ADDENDUM: It's not just that Jews are opposed to section 13. It's that anti-Semites are in favour of it -- and are using it as a weapon against us. Look at the character of the men who have recently been filing complaints under section 13 and its provincial analogs. Mohamed Elmasry, the terrorist-supporting president of the Canadian Islamic Congress, filed three complaints against Judeophile Mark Steyn; Syed Soharwardy, the infidel-hating president of the Islamic Supreme Council of Canada filed a complaint against me (and, though he later dropped it, the Edmonton Council of Muslim Communities picked it up); and even Richard Warman, Canada's most prolific section 13 complainant, has admitted under oath that he went online, under a secret codename, and posted comments on white supremacist websites, signing off with Nazi shorthand for "heil Hitler".
Warman is now suing not only me, but the Zionist National Post and its editor Jonathan Kay, as well as four of Canada's most pro-Israel Gentile bloggers, Kathy Shaidle, Kate McMillan and Connie and Mark Fournier. Section 13 doesn't give "the Jews" security. Section 13 is being used to silence "the Jews" and our righteous Gentile allies. If anything, it makes me "psychologically insecure" to know that section 13 is being supporting in my name even as Alberta's own version of section 13 is being used against me.
I know that the CJC is beyond redemption.

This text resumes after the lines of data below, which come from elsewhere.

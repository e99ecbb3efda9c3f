//! Folds owned items into one flat stat block

use super::catalog::Item;
use crate::consts::BASE_REGEN_PER_ROUND;

/// Aggregated player modifiers
#[derive(Debug, Clone, Copy, PartialEq)]
pub struct StatBlock {
    pub bonus_damage: f64,
    pub bonus_hp: f64,
    pub damage_reduction: f64,
    pub heal_on_attack: f64,
    pub ignore_damage_chance: f64,
    pub regen_per_round: f64,
    pub combo_boost: f64,
    pub burn_damage: f64,
    pub extra_gold_per_tile: u32,
    pub extra_gold_tiles: u32,
    pub passive_gold_per_round: u32,
    pub bonus_attack_count: u32,
}

impl Default for StatBlock {
    fn default() -> Self {
        Self {
            bonus_damage: 0.0,
            bonus_hp: 0.0,
            damage_reduction: 0.0,
            heal_on_attack: 0.0,
            ignore_damage_chance: 0.0,
            regen_per_round: BASE_REGEN_PER_ROUND,
            combo_boost: 0.0,
            burn_damage: 0.0,
            extra_gold_per_tile: 0,
            extra_gold_tiles: 0,
            passive_gold_per_round: 0,
            bonus_attack_count: 0,
        }
    }
}

/// Sum every item's modifiers on top of the base stats.
///
/// Cheap enough to call on every click, so nothing is cached.
pub fn aggregate<'a, I>(items: I) -> StatBlock
where
    I: IntoIterator<Item = &'a Item>,
{
    items.into_iter().fold(StatBlock::default(), |mut s, item| {
        let m = &item.mods;
        s.bonus_damage += m.bonus_damage;
        s.bonus_hp += m.bonus_hp;
        s.damage_reduction += m.damage_reduction;
        s.heal_on_attack += m.heal_on_attack;
        s.ignore_damage_chance += m.ignore_damage_chance;
        s.regen_per_round += m.regen_per_round;
        s.combo_boost += m.combo_boost;
        s.burn_damage += m.burn_damage;
        s.extra_gold_per_tile += m.extra_gold_per_tile;
        s.extra_gold_tiles += m.extra_gold_tiles;
        s.passive_gold_per_round += m.passive_gold_per_round;
        s.bonus_attack_count += m.bonus_attack_count;
        s
    })
}
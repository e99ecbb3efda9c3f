//! Grid Duel - a tile-clicking roguelite duel
//!
//! Core modules:
//! - `sim`: Deterministic run simulation (combat, grid, progression, shop)
//! - `game`: Session controller that turns player input into simulation steps
//! - `ui`: Render/notify boundary for the presentation layer
//! - `platform`: Browser/native platform abstraction (key-value storage)
//! - `persistence`: Run and meta snapshots
//! - `tuning`: Data-driven game balance

pub mod game;
pub mod meta;
pub mod persistence;
pub mod platform;
pub mod sim;
pub mod tuning;
pub mod ui;

pub use game::{Game, Input};
pub use meta::MetaProgress;
pub use tuning::Tuning;

/// Game configuration constants
pub mod consts {
    /// Starting grid: 15 columns by 4 rows
    pub const BASE_GRID_COLS: u32 = 15;
    pub const BASE_GRID_ROWS: u32 = 4;
    /// Spare cells on top of every required tile
    pub const GRID_BUFFER_CELLS: u32 = 5;
    /// Columns added before the grid grows by a row
    pub const MAX_ADDED_COLS: u32 = 3;

    /// Attack tiles on the board at level 1
    pub const BASE_PLAYER_ATTACK_COUNT: u32 = 10;
    pub const BASE_ENEMY_ATTACK_COUNT: u32 = 1;

    /// Starting health for both sides
    pub const BASE_PLAYER_HEALTH: f64 = 100.0;
    pub const BASE_ENEMY_HEALTH: f64 = 100.0;

    /// Damage per attack tile before items and combo
    pub const BASE_PLAYER_DAMAGE: f64 = 20.0;
    pub const BASE_ENEMY_DAMAGE: f64 = 10.0;

    /// Combo multiplier caps at 2.0x, growing 0.2 per consecutive hit
    pub const MAX_COMBO: f64 = 2.0;
    pub const COMBO_STEP: f64 = 0.2;

    /// Player heals this much at the start of every level (items add to it)
    pub const BASE_REGEN_PER_ROUND: f64 = 10.0;

    /// Gold tiles
    pub const GOLD_TILES_PER_ROUND: u32 = 5;
    pub const GOLD_PER_TILE: u32 = 5;

    /// Every 10th level is a boss
    pub const BOSS_INTERVAL: u32 = 10;
    pub const BOSS_HEALTH_MULT: f64 = 1.5;
    pub const BOSS_DAMAGE_MULT: f64 = 2.0;
    pub const BOSS_GOLD_BONUS: u32 = 50;

    /// Enemy scaling steps (+25 HP from level 5, +5 damage one level after each boss)
    pub const ENEMY_HEALTH_STEP: u32 = 25;
    pub const ENEMY_DAMAGE_STEP: u32 = 5;

    /// Clearing this level finishes a run (unless already in endless mode)
    pub const FINAL_LEVEL: u32 = 100;

    /// Items shown per shop visit
    pub const SHOP_SIZE: usize = 5;
}

/// Round half up, matching how damage and heal values are displayed
#[inline]
pub fn js_round(value: f64) -> f64 {
    (value + 0.5).floor()
}

/// Percentage of `current` over `max`, clamped to [0, 100]
#[inline]
pub fn percent(current: f64, max: f64) -> f64 {
    if max <= 0.0 {
        return 0.0;
    }
    (current / max * 100.0).clamp(0.0, 100.0)
}

#[cfg(test)]
mod tests {
    use super::*;

    #[test]
    fn test_js_round_half_up() {
        assert_eq!(js_round(2.5), 3.0);
        assert_eq!(js_round(2.4), 2.0);
        assert_eq!(js_round(24.0), 24.0);
        assert_eq!(js_round(0.0), 0.0);
    }

    #[test]
    fn test_percent_clamps() {
        assert_eq!(percent(50.0, 100.0), 50.0);
        assert_eq!(percent(-5.0, 100.0), 0.0);
        assert_eq!(percent(10.0, 0.0), 0.0);
    }
}
/// Every item the shop can offer
pub static CATALOG: &[Item] = &[
    // Common
    Item::new("smallSword", "Small Sword", "Gain +1 Attack Square", Common).attack_tiles(1),
    Item::new("leatherShield", "Leather Shield", "+20 Max HP", Common).hp(20.0),
    Item::new("vitalLeaf", "Vital Leaf", "Heal +2 HP Per Attack Dealt", Common).lifesteal(2.0),
    Item::new("tinyRing", "Tiny Lucky Ring", "5% Chance To Ignore Damage", Common).dodge(0.05),
    Item::new("scoutGem", "Scout Gem", "1 Attack Number Between 35-40", Common).safe_range(35, 40, 1),
    Item::new("steadyBoots", "Steady Boots", "Take -3 Damage", Common).armor(3.0),
    Item::new("minorFocus", "Minor Focus", "Deal +5 Damage", Common).damage(5.0),
    Item::new("lightArmor", "Light Armor", "Heal +5 HP Per Round", Common).regen(5.0),
    Item::new("coinPouch", "Coin Pouch", "+1 Gold Per Square", Common).gold_per_tile(1),
    Item::new("minersMap", "Miner's Map", "+1 Gold Tiles", Common).gold_tiles(1),
    Item::new("streetTithe", "Street Tithe", "+5 Gold Per Level", Common).passive_gold(5),
    Item::new("comboCharm", "Combo Charm", "Increases Combo +0.1", Common).combo(0.1),
    Item::new("crudePotion", "Crude Potion", "Instantly heal 40 HP on purchase (repeatable)", Common).potion(40),
    Item::new("sturdyBuckle", "Sturdy Buckle", "+10 Max HP", Common).hp(10.0),
    Item::new("whetstone", "Whetstone", "Deal +3 Damage", Common).damage(3.0),
    Item::new("woolCloak", "Wool Cloak", "Take -2 Damage", Common).armor(2.0),
    Item::new("rabbitFoot", "Rabbit's Foot", "2% Chance To Ignore Damage", Common).dodge(0.02),
    Item::new("trailMap", "Trail Map", "1 Attack Number Between 28-32", Common).safe_range(28, 32, 1),
    Item::new("quickstep", "Quickstep Anklet", "Combo Gain +0.1", Common).combo(0.1),
    Item::new("sawbonesKit", "Sawbones Kit", "Heal +1 HP Per Attack Dealt", Common).lifesteal(1.0),
    Item::new("campRations", "Camp Rations", "Heal +4 HP Per Round", Common).regen(4.0),
    Item::new("tinderSpark", "Tinder Spark", "1 Burn Per Square", Common).burn(1.0),
    Item::new("purseStrings", "Purse Strings", "+1 Gold Per Square", Common).gold_per_tile(1),
    Item::new("scavengerSatchel", "Scavenger Satchel", "+1 Gold Tile", Common).gold_tiles(1),
    Item::new("streetTips", "Street Tips", "+3 Gold Per Level", Common).passive_gold(3),
    Item::new("practiceBlade", "Practice Blade", "Gain +1 Attack Square", Common).attack_tiles(1),
    Item::new("bandage", "Bandage", "Instantly heal 25 HP on purchase (repeatable)", Common).potion(25),
    Item::new("ironRations", "Iron Rations", "Instantly heal 35 HP on purchase (repeatable)", Common).potion(35),
    Item::new("barkShield", "Bark Shield", "+15 Max HP", Common).hp(15.0),
    Item::new("paddedVambrace", "Padded Vambrace", "Take -1 Damage", Common).armor(1.0),
    Item::new("clearMind", "Clear Mind", "Combo Gain +0.1", Common).combo(0.1),
    Item::new("luckyPenny", "Lucky Penny", "3% Chance To Ignore Damage", Common).dodge(0.03),
    Item::new("lantern", "Miner's Lantern", "1 Attack Number Between 41-45", Common).safe_range(41, 45, 1),
    Item::new("aloeSalve", "Aloe Salve", "Instantly heal 20 HP on purchase (repeatable)", Common).potion(20),
    Item::new("woodenHammer", "Wooden Hammer", "Deal +4 Damage", Common).damage(4.0),
    Item::new("corkCharm", "Cork Charm", "Take -1 Damage", Common).armor(1.0),
    Item::new("copperRing", "Copper Ring", "+1 Gold Per Square", Common).gold_per_tile(1),
    Item::new("gamblerToken", "Gambler's Token", "4% Chance To Ignore Damage", Common).dodge(0.04),
    Item::new("ashSmudge", "Ash Smudge", "1 Burn Per Square", Common).burn(1.0),
    Item::new("threadbareCloak", "Threadbare Cloak", "Heal +3 HP Per Round", Common).regen(3.0),
    Item::new("brightTally", "Bright Tally", "1 Attack Number Between 12-16", Common).safe_range(12, 16, 1),
    Item::new("tinyTonic", "Tiny Tonic", "Instantly heal 15 HP on purchase (repeatable)", Common).potion(15),
    Item::new("spareBlade", "Spare Blade", "Gain +1 Attack Square", Common).attack_tiles(1),
    Item::new("leadCharm", "Lead Charm", "Deal +2 Damage", Common).damage(2.0),
    // Rare
    Item::new("ironSword", "Iron Sword", "Gain +2 Attack Squares", Rare).attack_tiles(2),
    Item::new("ironShield", "Iron Shield", "+30 Max HP", Rare).hp(30.0),
    Item::new("luckyRing", "Lucky Ring", "10% Chance To Ignore Damage", Rare).dodge(0.1),
    Item::new("bloodCharm", "Blood Charm", "Heal +5 HP Per Attack Dealt", Rare).lifesteal(5.0),
    Item::new("radarGem", "Radar Gem", "1 Attack Number Between 20-25", Rare).safe_range(20, 25, 1),
    Item::new("strongBoots", "Strong Boots", "Take -5 Damage", Rare).armor(5.0),
    Item::new("huntersRing", "Treasure Hunter's Ring", "+2 Gold Per Square", Rare).gold_per_tile(2),
    Item::new("prospectorsPick", "Prospector's Pick", "+2 Gold Tiles", Rare).gold_tiles(2),
    Item::new("guildStipend", "Guild Stipend", "+7 Gold Per Level", Rare).passive_gold(7),
    Item::new("bronzeArmor", "Bronze Armor", "Heal +10 HP Per Round", Rare).regen(10.0),
    Item::new("flamePendant", "Flame Pendant", "Inflicts 1 Burn Per Square", Rare).burn(1.0),
    Item::new("lifeAmulet", "Life Amulet", "Revive Once With 25% HP", Rare).revive(0.25),
    Item::new("steelEdge", "Steel Edge", "Deal +8 Damage", Rare).damage(8.0),
    Item::new("soldierMail", "Soldier's Mail", "Take -6 Damage", Rare).armor(6.0),
    Item::new("vigorCharm", "Vigor Charm", "Heal +3 HP Per Attack Dealt", Rare).lifesteal(3.0),
    Item::new("eagleGem", "Eagle Gem", "1 Attack Number Between 18-22", Rare).safe_range(18, 22, 1),
    Item::new("guardianBand", "Guardian Band", "12% Chance To Ignore Damage", Rare).dodge(0.12),
    Item::new("warmCloak", "Warm Cloak", "Heal +8 HP Per Round", Rare).regen(8.0),
    Item::new("glowingBrand", "Glowing Brand", "2 Burn Per Square", Rare).burn(2.0),
    Item::new("duelistGrip", "Duelist's Grip", "Combo Gain +0.2", Rare).combo(0.2),
    Item::new("steelBrooch", "Steel Brooch", "+25 Max HP", Rare).hp(25.0),
    Item::new("silverPouch", "Silver Pouch", "+2 Gold Per Square", Rare).gold_per_tile(2),
    Item::new("townLedgers", "Town Ledgers", "+8 Gold Per Level", Rare).passive_gold(8),
    Item::new("tealCompass", "Teal Compass", "+2 Gold Tiles", Rare).gold_tiles(2),
    Item::new("secondWind", "Second Wind", "Instantly heal 55 HP on purchase (repeatable)", Rare).potion(55),
    Item::new("honedEdge", "Honed Edge", "Gain +2 Attack Squares", Rare).attack_tiles(2),
    Item::new("riverStone", "River Stone", "Take -4 Damage", Rare).armor(4.0),
    Item::new("hunterSigil", "Hunter's Sigil", "1 Attack Number Between 22-26", Rare).safe_range(22, 26, 1),
    Item::new("amberRing", "Amber Ring", "Combo Gain +0.2", Rare).combo(0.2),
    Item::new("emberVial", "Ember Vial", "Instantly heal 25 HP on purchase (repeatable)", Rare).potion(25),
    Item::new("scoutCharm", "Scout's Charm", "+20 Max HP & Heal +5/round", Rare).hp(20.0).regen(5.0),
    Item::new("strikeBelt", "Strike Belt", "Deal +6 Damage & +0.1 Combo", Rare).damage(6.0).combo(0.1),
    // Epic
    Item::new("crystalSword", "Crystal Sword", "Gain +5 Attack Squares", Epic).attack_tiles(5),
    Item::new("holyCharm", "Holy Charm", "Heal +8 HP Per Attack Dealt", Epic).lifesteal(8.0),
    Item::new("divineRadar", "Divine Radar", "2 Attack Numbers Between 10-15", Epic).safe_range(10, 15, 2),
    Item::new("adamantArmor", "Adamant Armor", "Take -10 Damage", Epic).armor(10.0),
    Item::new("focusTalisman", "Focus Talisman", "Deal +10 Damage", Epic).damage(10.0),
    Item::new("fireBrand", "Firebrand", "Combo Gain +0.2 And 2 Burn per Square", Epic).combo(0.2).burn(2.0),
    Item::new("goldenTouch", "Golden Touch", "+3 Gold Per Square", Epic).gold_per_tile(3),
    Item::new("royalCharter", "Royal Charter", "+10 Gold Per Level", Epic).passive_gold(10),
    Item::new("gildedCompass", "Gilded Compass", "+3 Gold Tiles", Epic).gold_tiles(3),
    Item::new("swiftCharm", "Swift Charm", "Gain +1 Attack Square & +0.1 Combo Gain", Epic).attack_tiles(1).combo(0.1),
    Item::new("runedBlade", "Runed Blade", "Gain +3 Attack Squares & +8 Damage", Epic).attack_tiles(3).damage(8.0),
    Item::new("titanPlate", "Titan Plate", "Take -12 Damage", Epic).armor(12.0),
    Item::new("vampTalisman", "Vampiric Talisman", "Heal +10 HP Per Attack Dealt", Epic).lifesteal(10.0),
    Item::new("seerStone", "Seer Stone", "2 Attack Numbers Between 8-12", Epic).safe_range(8, 12, 2),
    Item::new("stormBand", "Storm Band", "Combo Gain +0.3", Epic).combo(0.3),
    Item::new("pyreHeart", "Pyre Heart", "3 Burn Per Square", Epic).burn(3.0),
    Item::new("kingsPurse", "King's Purse", "+4 Gold Per Square", Epic).gold_per_tile(4),
    Item::new("royalDecree", "Royal Decree", "+12 Gold Per Level", Epic).passive_gold(12),
    Item::new("orienteerKit", "Orienteer Kit", "+4 Gold Tiles", Epic).gold_tiles(4),
    Item::new("ironWill", "Iron Will", "+40 Max HP & Heal +8/round", Epic).hp(40.0).regen(8.0),
    // Legendary
    Item::new("phoenixHeart", "Phoenix Heart", "Revive Once With 100% HP", Legendary).revive(1.0),
    Item::new("infernoSoul", "Inferno Soul", "Combo Gain +0.3 And 3 Burn Per Square", Legendary).combo(0.3).burn(3.0),
    Item::new("godblade", "Godblade", "Gain +5 Attack Squares, Deal +10 Damage", Legendary).attack_tiles(5).damage(10.0),
    Item::new("omnigem", "Omni Gem", "5 Attack Numbers Between 1-10", Legendary).safe_range(1, 10, 5),
    Item::new("heavySword", "Heavy Sword", "Combo Gain +0.5", Legendary).combo(0.5),
    Item::new("emberCore", "Ember Core", "5 Burn Per Square", Legendary).burn(5.0),
    Item::new("dragonsHoard", "Dragon's Hoard", "+5 Gold Per Square & +2 Gold Tiles", Legendary).gold_per_tile(5).gold_tiles(2),
    Item::new("ancientBank", "Bank of the Ancients", "+20 Gold Per Level", Legendary).passive_gold(20),
    Item::new("secondLife", "Second Life", "Revive Once With 50% HP", Legendary).revive(0.5),
    Item::new("blazingCrown", "Blazing Crown", "4 Burn Per Square & +0.2 Combo", Legendary).burn(4.0).combo(0.2),
    Item::new("warDrum", "War Drum", "Gain +4 Attack Squares", Legendary).attack_tiles(4),
    Item::new("goldenSceptre", "Golden Sceptre", "+6 Gold Per Square & +2 Gold Tiles", Legendary).gold_per_tile(6).gold_tiles(2),
    Item::new("colossusHeart", "Colossus Heart", "+80 Max HP & Heal +12/round", Legendary).hp(80.0).regen(12.0),
];
//! Run state and core simulation types
//!
//! Everything that must survive Continue lives on [`RunState`]; the grid and
//! the shop offer are rebuilt from it.

use serde::{Deserialize, Serialize};

use super::catalog::Item;
use super::grid::TileKind;
use super::stats::{StatBlock, aggregate};
use crate::meta::Tier;
use crate::tuning::Tuning;

/// Current phase of a run
#[derive(Debug, Clone, Copy, PartialEq, Eq, Default, Serialize, Deserialize)]
#[serde(rename_all = "camelCase")]
pub enum GamePhase {
    /// No run in progress
    Menu,
    /// Grid is interactive
    #[default]
    Active,
    /// Grid frozen until resumed
    Paused,
    /// Enemy defeated; shop open until Continue
    LevelCleared,
    /// Final level cleared outside endless mode
    RunCompleted,
    /// Player defeated with no revive left
    RunOver,
}

/// Which combatant an event refers to
#[derive(Debug, Clone, Copy, PartialEq, Eq, Serialize, Deserialize)]
#[serde(rename_all = "camelCase")]
pub enum Side {
    Player,
    Enemy,
}

/// Floating popup styles
#[derive(Debug, Clone, Copy, PartialEq, Eq, Serialize, Deserialize)]
#[serde(rename_all = "camelCase")]
pub enum PopupKind {
    Damage,
    Heal,
    Miss,
    Gold,
}

/// Notifications produced by the simulation, drained by the session each input
#[derive(Debug, Clone, PartialEq, Serialize)]
#[serde(tag = "type", rename_all = "camelCase", rename_all_fields = "camelCase")]
pub enum GameEvent {
    HealthChanged { player_pct: f64, enemy_pct: f64 },
    GoldChanged { amount: u32 },
    LevelChanged { level: u32 },
    Popup { kind: PopupKind, text: String, side: Side },
    ComboChanged { side: Side, value: f64 },
    /// Attack animation cue
    AttackPlayed { side: Side },
    BossAppeared,
    LevelCleared { won: bool },
    RunOver,
    RunCompleted,
    RunStarted,
    /// A saved run was restored; `phase` is where it left off. Not counted by meta progress.
    RunResumed { phase: GamePhase },
    ShopOffered { items: Vec<&'static str> },
    ItemPurchased { item_id: &'static str },
    /// A consumable item fired (revive)
    ItemActivated { item_id: &'static str, name: &'static str },
    GridBuilt { cols: u32, rows: u32 },
    TileRevealed { number: u32, kind: TileKind },
    GoldEarned { amount: u32 },
    DamageDealt { amount: u32 },
    DamageTaken { amount: u32 },
    BossDefeated,
    AchievementUnlocked { id: &'static str, tier: Tier },
}

/// Complete state of one playthrough
#[derive(Debug, Clone)]
pub struct RunState {
    pub level: u32,
    pub game_over: bool,
    pub is_boss_level: bool,
    /// Set once the player keeps going past the final level
    pub endless_mode: bool,
    pub phase: GamePhase,
    pub player_health: f64,
    pub player_max_health: f64,
    pub enemy_health: f64,
    pub enemy_max_health: f64,
    /// Scaling accumulators, never decrease within a run
    pub enemy_bonus_health: u32,
    pub enemy_bonus_damage: u32,
    pub player_combo: f64,
    pub enemy_combo: f64,
    pub player_gold: u32,
    /// Inventory in purchase order
    pub owned_items: Vec<&'static Item>,
    pub total_damage_dealt: u64,
    pub total_damage_taken: u64,
    pub total_healing_done: u64,
    pub revives_used: u32,
    /// Damage tiles on the board this level, per side
    pub player_attack_count: u32,
    pub enemy_attack_count: u32,
    /// Pending notifications
    pub events: Vec<GameEvent>,
}

impl RunState {
    /// Fresh level-1 state with base values
    pub fn new(tuning: &Tuning) -> Self {
        Self {
            level: 1,
            game_over: false,
            is_boss_level: false,
            endless_mode: false,
            phase: GamePhase::Active,
            player_health: tuning.base_player_health,
            player_max_health: tuning.base_player_health,
            enemy_health: tuning.base_enemy_health,
            enemy_max_health: tuning.base_enemy_health,
            enemy_bonus_health: 0,
            enemy_bonus_damage: 0,
            player_combo: 1.0,
            enemy_combo: 1.0,
            player_gold: 0,
            owned_items: Vec::new(),
            total_damage_dealt: 0,
            total_damage_taken: 0,
            total_healing_done: 0,
            revives_used: 0,
            player_attack_count: tuning.base_player_attack_count,
            enemy_attack_count: tuning.base_enemy_attack_count,
            events: Vec::new(),
        }
    }

    /// Current aggregated item stats
    pub fn stats(&self) -> StatBlock {
        aggregate(self.owned_items.iter().copied())
    }

    /// True if an item with this id is in the inventory
    pub fn owns(&self, id: &str) -> bool {
        self.owned_items.iter().any(|item| item.id == id)
    }

    /// Player max HP from base plus owned items; current HP is clamped to it
    pub fn refresh_player_max_health(&mut self, tuning: &Tuning) {
        self.player_max_health = tuning.base_player_health + self.stats().bonus_hp;
        self.player_health = self.player_health.clamp(0.0, self.player_max_health);
    }

    /// Heal up to max HP, returning the amount actually restored
    pub fn heal_player(&mut self, amount: f64) -> f64 {
        let before = self.player_health;
        self.player_health = (self.player_health + amount).min(self.player_max_health);
        self.player_health - before
    }

    /// Apply damage to the enemy (floored at zero), returning damage dealt
    pub fn damage_enemy(&mut self, amount: f64) -> f64 {
        let before = self.enemy_health;
        self.enemy_health = (self.enemy_health - amount).max(0.0);
        before - self.enemy_health
    }

    /// Apply damage to the player (floored at zero)
    pub fn damage_player(&mut self, amount: f64) {
        self.player_health = (self.player_health - amount).max(0.0);
    }

    /// Neutral tile or level start: both multipliers back to 1.0
    pub fn reset_combos(&mut self) {
        self.player_combo = 1.0;
        self.enemy_combo = 1.0;
        self.emit_combos();
    }

    /// Queue a notification
    pub fn emit(&mut self, event: GameEvent) {
        self.events.push(event);
    }

    /// Take all pending notifications
    pub fn drain_events(&mut self) -> Vec<GameEvent> {
        std::mem::take(&mut self.events)
    }

    pub fn emit_health(&mut self) {
        let event = GameEvent::HealthChanged {
            player_pct: crate::percent(self.player_health, self.player_max_health),
            enemy_pct: crate::percent(self.enemy_health, self.enemy_max_health),
        };
        self.emit(event);
    }

    pub fn emit_gold(&mut self) {
        let amount = self.player_gold;
        self.emit(GameEvent::GoldChanged { amount });
    }

    pub fn emit_combos(&mut self) {
        let (player, enemy) = (self.player_combo, self.enemy_combo);
        self.emit(GameEvent::ComboChanged { side: Side::Player, value: player });
        self.emit(GameEvent::ComboChanged { side: Side::Enemy, value: enemy });
    }

    pub fn popup(&mut self, kind: PopupKind, text: impl Into<String>, side: Side) {
        self.emit(GameEvent::Popup { kind, text: text.into(), side });
    }
}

And the Wiesenthal Center is really just a museum and a gift store. But I still hold out hope from the B'nai Brith. Does Frank Dimant even know what his organization is doing?
I'm delighted to learn that my old friends at the Canadian Constitution Foundation have requested intervenor status in Marc Lemire's constitutional challenge to section 13 of the Canadian Human Rights Act. Section 13 is the thought crimes provision that has also ensnared Maclean's magazine for publishing excerpts of Mark Steyn's book, America Alone.
My own human rights battle at the Alberta commission is under that province's version of section 13, which happens to be section 3 under the Alberta act. If the federal section 13 is struck down by the courts, the provincial law under which I'm charged (and others, like Rev. Stephen Boission have been convicted), would immediately be of dubious constitutionality, too.
You can see the CCF's application for intervenor status here.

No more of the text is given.